Task description:
Every line below between the line holding "Command installer configuration" and the line holding "for the install command", inclusive, should be repeated exactly, and all other lines omitted.

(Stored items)
==================================================

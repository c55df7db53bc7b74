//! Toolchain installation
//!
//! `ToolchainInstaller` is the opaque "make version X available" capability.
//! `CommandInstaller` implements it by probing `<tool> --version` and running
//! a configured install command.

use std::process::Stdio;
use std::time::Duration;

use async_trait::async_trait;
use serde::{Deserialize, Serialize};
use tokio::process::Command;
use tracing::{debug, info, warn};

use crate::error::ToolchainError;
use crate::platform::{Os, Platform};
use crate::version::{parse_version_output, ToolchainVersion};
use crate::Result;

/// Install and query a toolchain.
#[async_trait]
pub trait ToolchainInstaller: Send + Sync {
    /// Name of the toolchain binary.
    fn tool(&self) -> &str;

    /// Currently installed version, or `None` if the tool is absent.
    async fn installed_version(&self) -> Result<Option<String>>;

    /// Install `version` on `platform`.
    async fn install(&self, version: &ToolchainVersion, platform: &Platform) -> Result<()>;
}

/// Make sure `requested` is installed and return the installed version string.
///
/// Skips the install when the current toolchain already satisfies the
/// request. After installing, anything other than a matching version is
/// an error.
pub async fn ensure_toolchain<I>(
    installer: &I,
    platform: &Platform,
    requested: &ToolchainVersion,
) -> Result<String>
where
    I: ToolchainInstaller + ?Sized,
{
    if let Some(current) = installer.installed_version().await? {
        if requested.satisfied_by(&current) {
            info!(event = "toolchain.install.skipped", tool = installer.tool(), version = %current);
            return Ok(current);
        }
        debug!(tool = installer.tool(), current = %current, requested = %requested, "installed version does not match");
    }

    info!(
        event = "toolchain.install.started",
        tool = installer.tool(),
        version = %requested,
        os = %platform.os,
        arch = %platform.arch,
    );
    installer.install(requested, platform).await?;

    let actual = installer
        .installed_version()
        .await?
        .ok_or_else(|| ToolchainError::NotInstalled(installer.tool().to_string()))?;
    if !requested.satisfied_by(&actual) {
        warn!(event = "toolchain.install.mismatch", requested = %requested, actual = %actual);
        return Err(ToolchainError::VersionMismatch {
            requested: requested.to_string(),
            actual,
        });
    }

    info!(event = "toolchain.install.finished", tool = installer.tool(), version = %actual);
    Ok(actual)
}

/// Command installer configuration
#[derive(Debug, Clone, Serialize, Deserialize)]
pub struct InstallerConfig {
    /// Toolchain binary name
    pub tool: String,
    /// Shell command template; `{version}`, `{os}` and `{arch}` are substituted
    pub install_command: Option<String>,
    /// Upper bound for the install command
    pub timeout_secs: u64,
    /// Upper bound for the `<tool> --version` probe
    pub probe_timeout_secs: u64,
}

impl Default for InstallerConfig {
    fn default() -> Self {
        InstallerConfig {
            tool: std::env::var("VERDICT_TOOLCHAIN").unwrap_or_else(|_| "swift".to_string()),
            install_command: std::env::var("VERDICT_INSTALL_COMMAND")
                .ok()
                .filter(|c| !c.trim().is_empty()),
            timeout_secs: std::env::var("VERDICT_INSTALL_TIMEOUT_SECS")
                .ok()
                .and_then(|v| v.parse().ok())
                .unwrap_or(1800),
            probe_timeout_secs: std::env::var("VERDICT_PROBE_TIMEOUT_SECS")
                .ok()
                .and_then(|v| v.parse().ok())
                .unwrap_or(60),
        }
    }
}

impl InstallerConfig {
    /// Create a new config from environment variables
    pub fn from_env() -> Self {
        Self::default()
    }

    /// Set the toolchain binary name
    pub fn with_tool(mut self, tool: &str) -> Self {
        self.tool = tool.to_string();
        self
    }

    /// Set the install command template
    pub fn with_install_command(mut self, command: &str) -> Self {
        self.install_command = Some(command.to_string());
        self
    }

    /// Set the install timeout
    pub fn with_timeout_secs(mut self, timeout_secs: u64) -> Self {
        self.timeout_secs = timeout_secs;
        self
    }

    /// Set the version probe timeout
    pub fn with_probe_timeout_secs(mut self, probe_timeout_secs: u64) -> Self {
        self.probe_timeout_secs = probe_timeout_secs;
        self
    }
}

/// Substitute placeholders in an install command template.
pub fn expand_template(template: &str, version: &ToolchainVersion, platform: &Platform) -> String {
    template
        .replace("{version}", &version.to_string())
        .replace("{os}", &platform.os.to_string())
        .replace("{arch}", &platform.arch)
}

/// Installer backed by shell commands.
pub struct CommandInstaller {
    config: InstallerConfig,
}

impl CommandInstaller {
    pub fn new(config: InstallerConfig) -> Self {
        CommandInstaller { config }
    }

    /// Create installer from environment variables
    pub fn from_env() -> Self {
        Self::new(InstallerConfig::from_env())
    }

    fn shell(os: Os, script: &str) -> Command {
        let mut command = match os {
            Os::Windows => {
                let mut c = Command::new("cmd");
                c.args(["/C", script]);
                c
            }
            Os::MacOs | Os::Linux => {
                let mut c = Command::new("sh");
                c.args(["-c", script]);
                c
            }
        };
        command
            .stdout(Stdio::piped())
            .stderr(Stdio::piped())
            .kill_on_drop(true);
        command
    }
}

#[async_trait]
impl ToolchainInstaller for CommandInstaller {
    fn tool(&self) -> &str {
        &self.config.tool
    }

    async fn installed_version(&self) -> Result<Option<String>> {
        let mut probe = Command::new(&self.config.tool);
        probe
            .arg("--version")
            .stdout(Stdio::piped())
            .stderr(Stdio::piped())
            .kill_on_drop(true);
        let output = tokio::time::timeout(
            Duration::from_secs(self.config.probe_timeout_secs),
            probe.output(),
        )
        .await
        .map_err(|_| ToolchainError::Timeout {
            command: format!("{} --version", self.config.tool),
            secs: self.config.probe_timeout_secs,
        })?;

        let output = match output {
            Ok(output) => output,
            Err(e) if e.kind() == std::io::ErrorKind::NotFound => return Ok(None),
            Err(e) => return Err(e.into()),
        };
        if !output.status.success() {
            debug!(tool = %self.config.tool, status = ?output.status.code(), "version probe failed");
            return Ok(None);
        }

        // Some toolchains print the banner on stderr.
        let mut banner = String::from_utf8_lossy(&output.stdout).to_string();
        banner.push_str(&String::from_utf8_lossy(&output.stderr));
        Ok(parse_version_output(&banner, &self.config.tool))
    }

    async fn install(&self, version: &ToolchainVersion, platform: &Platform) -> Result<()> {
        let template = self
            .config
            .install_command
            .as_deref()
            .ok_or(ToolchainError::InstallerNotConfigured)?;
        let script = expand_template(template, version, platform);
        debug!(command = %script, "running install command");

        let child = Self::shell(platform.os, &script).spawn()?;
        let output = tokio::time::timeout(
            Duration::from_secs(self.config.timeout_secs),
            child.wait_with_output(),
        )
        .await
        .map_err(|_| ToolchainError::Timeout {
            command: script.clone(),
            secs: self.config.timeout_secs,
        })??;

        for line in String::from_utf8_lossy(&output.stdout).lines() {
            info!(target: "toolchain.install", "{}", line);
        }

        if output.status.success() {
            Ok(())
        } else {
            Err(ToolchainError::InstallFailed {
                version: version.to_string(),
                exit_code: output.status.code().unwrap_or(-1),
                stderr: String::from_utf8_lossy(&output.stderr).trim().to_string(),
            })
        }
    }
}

==================================================

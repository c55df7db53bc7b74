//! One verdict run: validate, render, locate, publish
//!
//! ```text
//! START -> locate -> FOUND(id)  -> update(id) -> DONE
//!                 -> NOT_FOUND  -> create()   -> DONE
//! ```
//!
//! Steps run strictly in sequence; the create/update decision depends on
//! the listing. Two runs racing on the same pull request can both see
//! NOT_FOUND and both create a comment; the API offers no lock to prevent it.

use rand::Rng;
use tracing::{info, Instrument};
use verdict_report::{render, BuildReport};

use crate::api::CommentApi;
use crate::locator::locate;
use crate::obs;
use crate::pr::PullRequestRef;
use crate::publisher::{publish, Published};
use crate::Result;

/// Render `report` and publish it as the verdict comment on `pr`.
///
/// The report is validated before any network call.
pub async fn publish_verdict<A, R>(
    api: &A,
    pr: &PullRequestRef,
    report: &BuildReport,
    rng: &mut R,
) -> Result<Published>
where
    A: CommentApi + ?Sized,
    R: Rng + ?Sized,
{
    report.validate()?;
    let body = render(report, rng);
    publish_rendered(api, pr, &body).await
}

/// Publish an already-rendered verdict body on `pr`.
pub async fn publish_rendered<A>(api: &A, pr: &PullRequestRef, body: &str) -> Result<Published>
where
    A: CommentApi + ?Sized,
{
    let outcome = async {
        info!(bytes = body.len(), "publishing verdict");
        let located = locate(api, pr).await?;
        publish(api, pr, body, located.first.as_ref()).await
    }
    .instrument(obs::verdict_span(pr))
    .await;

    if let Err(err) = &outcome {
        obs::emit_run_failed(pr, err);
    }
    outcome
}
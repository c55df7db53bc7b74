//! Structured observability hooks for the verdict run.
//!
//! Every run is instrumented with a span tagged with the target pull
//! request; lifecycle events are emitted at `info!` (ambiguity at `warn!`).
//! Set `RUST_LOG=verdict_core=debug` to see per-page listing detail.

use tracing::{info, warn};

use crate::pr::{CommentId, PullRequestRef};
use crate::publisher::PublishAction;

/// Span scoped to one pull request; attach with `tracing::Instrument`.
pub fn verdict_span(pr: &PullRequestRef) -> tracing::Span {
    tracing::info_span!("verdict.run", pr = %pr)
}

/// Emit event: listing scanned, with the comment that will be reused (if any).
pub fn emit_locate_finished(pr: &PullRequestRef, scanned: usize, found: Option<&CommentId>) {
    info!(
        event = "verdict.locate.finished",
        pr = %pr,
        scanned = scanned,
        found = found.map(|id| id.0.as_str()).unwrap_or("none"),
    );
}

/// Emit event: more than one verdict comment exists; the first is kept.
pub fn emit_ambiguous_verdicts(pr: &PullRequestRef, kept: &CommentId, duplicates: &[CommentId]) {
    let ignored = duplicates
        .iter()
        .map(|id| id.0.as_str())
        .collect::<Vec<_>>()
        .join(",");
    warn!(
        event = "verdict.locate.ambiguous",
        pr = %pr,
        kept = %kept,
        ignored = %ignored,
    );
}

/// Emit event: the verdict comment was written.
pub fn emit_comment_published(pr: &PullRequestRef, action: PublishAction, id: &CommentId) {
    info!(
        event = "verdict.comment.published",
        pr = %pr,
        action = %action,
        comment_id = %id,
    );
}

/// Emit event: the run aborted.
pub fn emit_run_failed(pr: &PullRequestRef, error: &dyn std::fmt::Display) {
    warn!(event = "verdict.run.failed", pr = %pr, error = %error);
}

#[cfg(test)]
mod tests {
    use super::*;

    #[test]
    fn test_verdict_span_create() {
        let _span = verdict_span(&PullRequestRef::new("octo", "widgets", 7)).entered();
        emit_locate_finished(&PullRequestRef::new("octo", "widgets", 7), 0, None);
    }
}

==================================================

Solution for this exercise:
/// Command installer configuration
#[derive(Debug, Clone, Serialize, Deserialize)]
pub struct InstallerConfig {
    /// Toolchain binary name
    pub tool: String,
    /// Shell command template; `{version}`, `{os}` and `{arch}` are substituted
    pub install_command: Option<String>,
    /// Upper bound for the install command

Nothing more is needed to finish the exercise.